The Amazon headquarters stays virtually empty on March 10, 2020 in downtown Seattle, Washington. In response to the coronavirus outbreak, Amazon recommended all wage-earners in its Seattle office to work from home, leaving much of downtown nearly void of people.
John Moore | Getty Allusions
Amazon has issued new guidance on its return-to-work plans that indicates it doesn’t plan to ditch its offices anytime quickly.
The company expects some of its employees to start coming back to the office as early as this summer, Amazon signified in a memo to employees on Tuesday. Most of the company’s staff will likely be in the office by the fall.
The plans signal that Amazon doesn’t contemplate to follow in the footsteps of other tech companies, by allowing employees to continue to work remotely or via a hybrid model. Microsoft, Facebook, Salesforce, Trill and Square have all embraced the possibility of more remote work after the pandemic.
“Our plan is to return to an office-centric civilization as our baseline,” Amazon told employees in the memo. “We believe it enables us to invent, collaborate, and learn together most effectively.”
Some of Amazon’s wage-earners in Asia are already back in the office. Roughly 10% of its corporate population “currently works from an office each day,” the players said.
Amazon emphasized in the memo that it expects the return-to-work process to be gradual. The timelines for returning to the office wish vary by country, depending on the infection and vaccination rates, Amazon said. The company will continue to require communal distancing, face masks, office occupancy limits, temperature screenings and other safety measures at its offices.

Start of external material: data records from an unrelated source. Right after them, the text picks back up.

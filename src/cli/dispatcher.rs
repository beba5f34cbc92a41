//! Parses one REPL line and maps it onto the board's four operations
//! (`look <player>`, `flip <player> <r> <c>`, `map <player> [expr]`,
//! `watch <player>`, `quit`).

use thiserror::Error;

use crate::board::errors::FlipError;
use crate::board::Board;

#[derive(Debug, Error)]
pub enum CliError {
    #[error(transparent)]
    Flip(#[from] FlipError),
}

/// Why a line couldn't be turned into a [`ReplCommand`].
#[derive(Debug, Error, Clone, PartialEq, Eq)]
pub enum ParseLineError {
    #[error("empty line")]
    Empty,

    #[error("unknown command {0:?}")]
    UnknownCommand(String),

    #[error("{command} is missing its {argument} argument")]
    MissingArgument { command: &'static str, argument: &'static str },

    #[error("{argument} must be a non-negative integer, got {value:?}")]
    InvalidNumber { argument: &'static str, value: String },
}

/// One command issued by a player. `map` always applies the fixed
/// lowercasing transform — the harness has no script language for arbitrary
/// `f`, only the engine's `Board::map` supports an arbitrary one; a trailing
/// `<expr>` token is accepted and ignored for this reason.
#[derive(Debug, Clone, PartialEq)]
pub enum Command {
    Look,
    Flip { r: usize, c: usize },
    Map,
    Watch,
}

/// A fully parsed REPL line: either a board command issued by a named
/// player, or the line that ends the session.
#[derive(Debug, Clone, PartialEq)]
pub enum ReplCommand {
    Board { player: String, command: Command },
    Quit,
}

/// Parse one line of the REPL grammar described above. Whitespace-delimited,
/// case-sensitive verb in the first position.
pub fn parse_line(line: &str) -> Result<ReplCommand, ParseLineError> {
    let mut tokens = line.split_whitespace();
    let verb = tokens.next().ok_or(ParseLineError::Empty)?;

    match verb {
        "quit" => Ok(ReplCommand::Quit),
        "look" => {
            let player = next_arg(&mut tokens, "look", "player")?;
            Ok(ReplCommand::Board { player, command: Command::Look })
        }
        "flip" => {
            let player = next_arg(&mut tokens, "flip", "player")?;
            let r = next_number(&mut tokens, "flip", "r")?;
            let c = next_number(&mut tokens, "flip", "c")?;
            Ok(ReplCommand::Board { player, command: Command::Flip { r, c } })
        }
        "map" => {
            let player = next_arg(&mut tokens, "map", "player")?;
            Ok(ReplCommand::Board { player, command: Command::Map })
        }
        "watch" => {
            let player = next_arg(&mut tokens, "watch", "player")?;
            Ok(ReplCommand::Board { player, command: Command::Watch })
        }
        other => Err(ParseLineError::UnknownCommand(other.to_string())),
    }
}

fn next_arg<'a>(
    tokens: &mut impl Iterator<Item = &'a str>,
    command: &'static str,
    argument: &'static str,
) -> Result<String, ParseLineError> {
    tokens
        .next()
        .map(str::to_string)
        .ok_or(ParseLineError::MissingArgument { command, argument })
}

fn next_number<'a>(
    tokens: &mut impl Iterator<Item = &'a str>,
    command: &'static str,
    argument: &'static str,
) -> Result<usize, ParseLineError> {
    let token = tokens
        .next()
        .ok_or(ParseLineError::MissingArgument { command, argument })?;
    token.parse().map_err(|_| ParseLineError::InvalidNumber {
        argument,
        value: token.to_string(),
    })
}

pub async fn dispatch(board: &Board, player_id: &str, command: Command) -> Result<String, CliError> {
    match command {
        Command::Look => Ok(board.look(player_id).await),
        Command::Flip { r, c } => Ok(board.flip(player_id, r, c).await?),
        Command::Map => Ok(board.map(player_id, |v| async move { v.to_lowercase() }).await),
        Command::Watch => Ok(board.watch(player_id).await),
    }
}

#[cfg(test)]
mod tests {
    use super::*;

    #[tokio::test]
    async fn look_dispatches_to_a_fresh_snapshot() {
        let board = Board::new(1, 1, vec!["A".to_string()]).unwrap();
        let snap = dispatch(&board, "alice", Command::Look).await.unwrap();
        assert_eq!(snap, "1x1\ndown\n");
    }

    #[tokio::test]
    async fn flip_errors_surface_as_cli_errors() {
        let board = Board::new(1, 1, vec!["A".to_string()]).unwrap();
        let err = dispatch(&board, "alice", Command::Flip { r: 9, c: 9 })
            .await
            .unwrap_err();
        assert!(matches!(err, CliError::Flip(FlipError::OutOfRange((9, 9)))));
    }

    #[test]
    fn parses_every_verb() {
        assert!(matches!(parse_line("quit").unwrap(), ReplCommand::Quit));
        assert!(matches!(
            parse_line("look alice").unwrap(),
            ReplCommand::Board { player, command: Command::Look } if player == "alice"
        ));
        assert!(matches!(
            parse_line("flip bob 1 2").unwrap(),
            ReplCommand::Board { player, command: Command::Flip { r: 1, c: 2 } } if player == "bob"
        ));
        assert!(matches!(
            parse_line("map carol").unwrap(),
            ReplCommand::Board { player, command: Command::Map } if player == "carol"
        ));
        assert!(matches!(
            parse_line("watch dave").unwrap(),
            ReplCommand::Board { player, command: Command::Watch } if player == "dave"
        ));
    }

    #[test]
    fn rejects_malformed_lines() {
        assert_eq!(parse_line(""), Err(ParseLineError::Empty));
        assert_eq!(
            parse_line("shuffle"),
            Err(ParseLineError::UnknownCommand("shuffle".to_string()))
        );
        assert_eq!(
            parse_line("flip alice"),
            Err(ParseLineError::MissingArgument { command: "flip", argument: "r" })
        );
        assert_eq!(
            parse_line("flip alice x 2"),
            Err(ParseLineError::InvalidNumber { argument: "r", value: "x".to_string() })
        );
    }
}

Amazon heretofore told employees they could work from home through June. The company’s warehouse workers, Unharmed Foods workers and other front-line employees have continued to report to work throughout the pandemic.
The company win initially hinted at a return to office-based work last year. Amazon announced last August that it would broaden its physical offices in six major cities: Dallas, Detroit, Denver, New York, Phoenix and San Diego, which amounts to 900,000 comply with feet of new office space.
However, AWS CEO Andy Jassy has acknowledged that there may be room for different types of drill equal environments in a post-pandemic world. Jassy will take over as Amazon CEO later this year when drift CEO Jeff Bezos steps down from the role.
“I don’t think you’re going to have people coming back to the chore 100% of the time the way they did before,” Jassy told CNBC’s Jon Fortt last December. “I think there’s thriving to be some type of hybrid model and I think it will probably differ depending on your job function.”